To get the typical golden crust and chewy holey texture, you need a cast iron pot (5-quart size okay). They say you can use an enamel cast iron, Pyrex, or casserole as long as it has a lid, as well but be sure you can heat it to 500 degrees with nothing in it. I cracked an Emile Henry baking dish once trying to roast vegetables so I am leary. You can use the starter for regular no-knead bread and regular bread pans just substituting 1/4 starter for 1/4 tsp. yeast. The crust and texture won't be the "classic" sourdough though.
Here is the classic sourdough bread with all the wisdom and lore I gathered. This is the easy way --- no sponge or other intermediate steps.
Sourdough No-Knead Bread (1 1-1/2-lb. loaf)
Ingredients:
3 cups unbleached flour with no additives (e.g. Rogers) (You can use 1 cup wholewheat and 2 cups unbleached flour)
1-1/2 tsp. salt
1/4 cup starter
1-1/2 cups bottled or purified water (let stand overnight or boil to get rid of the chlorine --- I forgot, and it worked okay)
Instructions:
Assuming you have a nice bubbly smelly starter in the frig (should be kept in a 1 quarter flip-top French jar, lid closed, but without the rubber jar ring), the night before, feed it with 1 cup flour and 1 cup purified water, stir with wooden spoon or chopstick. Again I forgot the purified water but it all worked. If there's too much starter, throw some out. The jar should only be 1/4 to 1/2 full to leave room for the starter to double or quadruple even.
Put the jar back in the frig overnight or, if baking within a few hours, leave it out on the counter. It should double within a few hours at room temperature.
In the morning or a few hours before baking, bring out the starter and bring it to room temperature. After feeding it, use it within one day or within a few hours if at room temperature.
Around lunch time or early afternoon, mix flour and salt in a large or medium sized bowl.
Stir the starter with chopstick to remove the bubbles. Measure out a generous 1/4 cup --- you can use a metal spoon and measuring cup. Mix water and starter in a 2-cup measuring cup or bowl.
Add the water mixture to the flour mixture. Stir with spoon until the flour is mostly mixed in. You will have a very wet mixture.
Cover with plastic wrap or put in a plastic bag and twist tight to prevent the dough from drying out.
Set aside to rise for a full 18 hours. It will eventually start to bubble and should more or less double, but don't fret about it as I did.
In the morning, put some wheat bran on the counter.
Oil a medium sized bowl.
Scrape the dough out of the bowl with a metal spoon and dump it on the wheat bran.
Oil or flour your hands and flatten out the dough.
Fold the dough four sides into the centre.
Put some wheat bran on the dough and cover with a clean cloth and let rest 15 minutes (I forgot this step but nothing went wrong)

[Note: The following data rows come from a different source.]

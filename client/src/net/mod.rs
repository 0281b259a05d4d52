//! Networking modules.
//!
//! SYSTEM CONTEXT
//! ==============
//! `api` wraps the job board REST endpoints; record types come from the
//! shared `listings` crate.

pub mod api;
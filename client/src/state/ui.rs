//! Local UI chrome state (theme, grid density).
//!
//! DESIGN
//! ======
//! Keeps presentation preferences out of `JobsState` so list data and view
//! options change independently.

#[cfg(test)]
#[path = "ui_test.rs"]
mod ui_test;

use listings::GridColumns;

use crate::util::dark_mode::Theme;

#[derive(Clone, Debug, Default)]
pub struct UiState {
    pub theme: Theme,
    pub grid_columns: GridColumns,
}

impl UiState {
    /// Options offered by the column picker, narrowest first.
    pub const COLUMN_CHOICES: [GridColumns; 3] = [GridColumns::One, GridColumns::Two, GridColumns::Three];
}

Pick up the dough with floured or oiled hands and put it fold-side up into the oiled bowl.
Cover with a clean cloth.
Leave the bowl on the counter for 1-1/2 to 2 hours to rise again. Again it is supposed to double, but it's hard to tell. It is ready when the dough does not bounce back if you poke it with a finger about 1/4 inch into the dough, i.e. the hole stays in the dough.
1/2 hour before baking, heat the cast iron Dutch oven and lid in the stove at 500 degrees F.

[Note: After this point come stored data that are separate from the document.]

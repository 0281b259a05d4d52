//! Job catalog and application routes.

#[cfg(test)]
#[path = "jobs_test.rs"]
mod jobs_test;

use axum::extract::{Path, Query, State};
use axum::http::StatusCode;
use axum::response::Json;
use listings::{Job, JobHighlight, JobStatus, featured_or_all};
use serde::{Deserialize, Serialize};
use tracing::{info, warn};

use crate::state::{AppState, ApplyError};

#[derive(Debug, Default, Deserialize)]
pub struct JobsQuery {
    pub featured: Option<bool>,
    pub status: Option<String>,
}

#[derive(Debug, Default, Deserialize)]
pub struct ApplicationBody {
    pub applicant: Option<String>,
    pub note: Option<String>,
}

#[derive(Debug, Serialize)]
pub struct ApplicationReceipt {
    pub application_id: String,
    /// Seconds since the Unix epoch.
    pub received_at: i64,
}

#[derive(Debug, Serialize)]
pub struct ApplicationSummary {
    pub job_id: String,
    pub count: usize,
}

/// Jobs matching the optional filters, in catalog order.
fn filter_jobs(jobs: &[Job], featured: Option<bool>, status: Option<JobStatus>) -> Vec<Job> {
    jobs.iter()
        .filter(|job| featured.is_none_or(|f| job.featured == f))
        .filter(|job| status.is_none_or(|s| job.status == s))
        .cloned()
        .collect()
}

/// `GET /api/jobs`: list jobs, optionally filtered by `featured` and `status`.
pub async fn list_jobs(
    State(state): State<AppState>,
    Query(query): Query<JobsQuery>,
) -> Result<Json<Vec<Job>>, StatusCode> {
    let status = match query.status.as_deref() {
        Some(raw) => Some(raw.parse::<JobStatus>().map_err(|_| StatusCode::BAD_REQUEST)?),
        None => None,
    };
    Ok(Json(filter_jobs(&state.jobs, query.featured, status)))
}

/// `GET /api/jobs/:id`: one job.
pub async fn get_job(State(state): State<AppState>, Path(job_id): Path<String>) -> Result<Json<Job>, StatusCode> {
    state.job(&job_id).cloned().map(Json).ok_or(StatusCode::NOT_FOUND)
}

/// `GET /api/highlights`: highlight projections of the featured jobs.
pub async fn list_highlights(State(state): State<AppState>) -> Json<Vec<JobHighlight>> {
    Json(featured_or_all(&state.jobs).into_iter().map(JobHighlight::from).collect())
}

/// `POST /api/jobs/:id/applications`: submit an application.
pub async fn create_application(
    State(state): State<AppState>,
    Path(job_id): Path<String>,
    Json(body): Json<ApplicationBody>,
) -> Result<(StatusCode, Json<ApplicationReceipt>), StatusCode> {
    let application = state
        .record_application(&job_id, body.applicant, body.note)
        .await
        .map_err(|e| {
            warn!(job_id = %job_id, error = %e, "application rejected");
            apply_error_to_status(&e)
        })?;

    info!(
        job_id = %application.job_id,
        application_id = %application.id,
        applicant = %application.applicant,
        has_note = application.note.is_some(),
        "application received"
    );
    Ok((
        StatusCode::CREATED,
        Json(ApplicationReceipt {
            application_id: application.id.to_string(),
            received_at: application.received_at,
        }),
    ))
}

/// `GET /api/jobs/:id/applications`: number of applications received for a job.
pub async fn application_summary(
    State(state): State<AppState>,
    Path(job_id): Path<String>,
) -> Result<Json<ApplicationSummary>, StatusCode> {
    if state.job(&job_id).is_none() {
        return Err(StatusCode::NOT_FOUND);
    }
    let count = state.application_count(&job_id).await;
    Ok(Json(ApplicationSummary { job_id, count }))
}

pub(crate) fn apply_error_to_status(err: &ApplyError) -> StatusCode {
    match err {
        ApplyError::UnknownJob(_) => StatusCode::NOT_FOUND,
        ApplyError::NotAccepting { .. } => StatusCode::CONFLICT,
        ApplyError::BlankApplicant => StatusCode::BAD_REQUEST,
    }
}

When the dough is ready, open the oven, and using oven mitts, carefully take the pot out and set it on the oven door. Take the lid off.
Take off the mitts, take the dough out of the bowl with your hands and gently drop it into the hot pot. It doesn't matter how it lands, is lopsided, or doesn't fill the pot. Don't touch the pot and don't try to move or touch the dough.

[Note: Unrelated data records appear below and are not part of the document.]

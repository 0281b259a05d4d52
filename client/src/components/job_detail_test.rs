use super::*;
use leptos::reactive::owner::Owner;
use listings::{JobStatus, RequiredSkill, SkillLevel};

#[test]
fn page_variant_labels() {
    assert_eq!(primary_action_label(DetailVariant::Page, false), "Apply now");
    assert_eq!(primary_action_label(DetailVariant::Page, true), "Applying...");
}

#[test]
fn screen_variant_labels() {
    assert_eq!(primary_action_label(DetailVariant::Screen, false), "Schedule interview");
    assert_eq!(primary_action_label(DetailVariant::Screen, true), "Scheduling...");
}

#[test]
fn busy_label_always_differs_from_idle_label() {
    for variant in [DetailVariant::Page, DetailVariant::Screen] {
        assert_ne!(
            primary_action_label(variant, false),
            primary_action_label(variant, true)
        );
    }
}

#[test]
fn default_variant_is_page() {
    assert_eq!(DetailVariant::default(), DetailVariant::Page);
    assert_eq!(DetailVariant::Page.css_modifier(), "job-detail--page");
    assert_eq!(DetailVariant::Screen.css_modifier(), "job-detail--screen");
}

#[test]
fn completed_label_per_variant() {
    assert_eq!(completed_action_label(DetailVariant::Page), "Applied");
    assert_eq!(completed_action_label(DetailVariant::Screen), "Interview requested");
}

// =============================================================
// Rendering
// =============================================================

fn job() -> Job {
    Job {
        id: "lc-1".to_owned(),
        restaurant: "Osteria Fiume".to_owned(),
        title: "Line Cook".to_owned(),
        headline: Some("Fresh pasta station".to_owned()),
        location: "Portland, OR".to_owned(),
        compensation: "$22-26/hr".to_owned(),
        employment: "Full-time".to_owned(),
        required_skills: vec![RequiredSkill { name: "Knife work".to_owned(), level: SkillLevel::saturating(4) }],
        tags: vec!["Italian".to_owned()],
        image_url: None,
        featured: true,
        status: JobStatus::Open,
        description: Some("Roll **pasta**. [Menu](javascript:alert(1))".to_owned()),
    }
}

fn render<V: IntoView + 'static>(build: impl FnOnce() -> V) -> String {
    Owner::new().with(|| build().to_html())
}

fn ignore() -> Callback<Job> {
    Callback::new(|_: Job| {})
}

#[test]
fn idle_apply_button_is_enabled() {
    let html = render(|| {
        view! { <JobDetail job=job() is_applying=Signal::derive(|| false) on_apply=ignore()/> }
    });
    assert!(html.contains("job-detail__apply"), "{html}");
    assert!(html.contains("Apply now"), "{html}");
    assert!(!html.contains("disabled"), "{html}");
}

#[test]
fn busy_apply_button_is_disabled_and_relabelled() {
    let html = render(|| {
        view! { <JobDetail job=job() is_applying=Signal::derive(|| true) on_apply=ignore()/> }
    });
    assert!(html.contains("disabled"), "{html}");
    assert!(html.contains("Applying..."), "{html}");
}

#[test]
fn applied_job_keeps_button_disabled() {
    let html = render(|| {
        view! {
            <JobDetail
                job=job()
                is_applying=Signal::derive(|| false)
                has_applied=Signal::derive(|| true)
                on_apply=ignore()
            />
        }
    });
    assert!(html.contains("disabled"), "{html}");
    assert!(html.contains("Applied"), "{html}");
    assert!(!html.contains("Apply now"), "{html}");
}

#[test]
fn optional_controls_render_only_with_callbacks() {
    let bare = render(|| view! { <JobDetail job=job() is_applying=Signal::derive(|| false)/> });
    assert!(!bare.contains("job-detail__apply"), "{bare}");
    assert!(!bare.contains("job-detail__back"), "{bare}");
    assert!(!bare.contains("job-detail__chat"), "{bare}");

    let full = render(|| {
        view! {
            <JobDetail
                job=job()
                variant=DetailVariant::Screen
                is_applying=Signal::derive(|| false)
                on_back=Callback::new(|()| {})
                on_apply=ignore()
                on_chat=ignore()
            />
        }
    });
    assert!(full.contains("job-detail__back"), "{full}");
    assert!(full.contains("job-detail__chat"), "{full}");
    assert!(full.contains("Schedule interview"), "{full}");
    assert!(full.contains("job-detail--screen"), "{full}");
}

#[test]
fn description_is_rendered_without_script_links() {
    let html = render(|| view! { <JobDetail job=job() is_applying=Signal::derive(|| false)/> });
    assert!(html.contains("<strong>pasta</strong>"), "{html}");
    assert!(!html.contains("javascript:"), "{html}");
    assert!(html.contains("Knife work"), "{html}");
}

Put the mitts on again and put the lid on the pot.
Put the pot into the oven and bake for 30 minutes.
Take the lid off the pot, turn the oven down to 450 degrees F, and bake another 15 minutes.
Using oven mitts, take the pot out of the oven and put it on top of the stove. Take the lid off and pry the loaf out of the pot (easy) and put it on a rack to cool.
Wait 1 hour to slice and eat.
Store out on the bread board cut side down or freeze in a ziploc bag.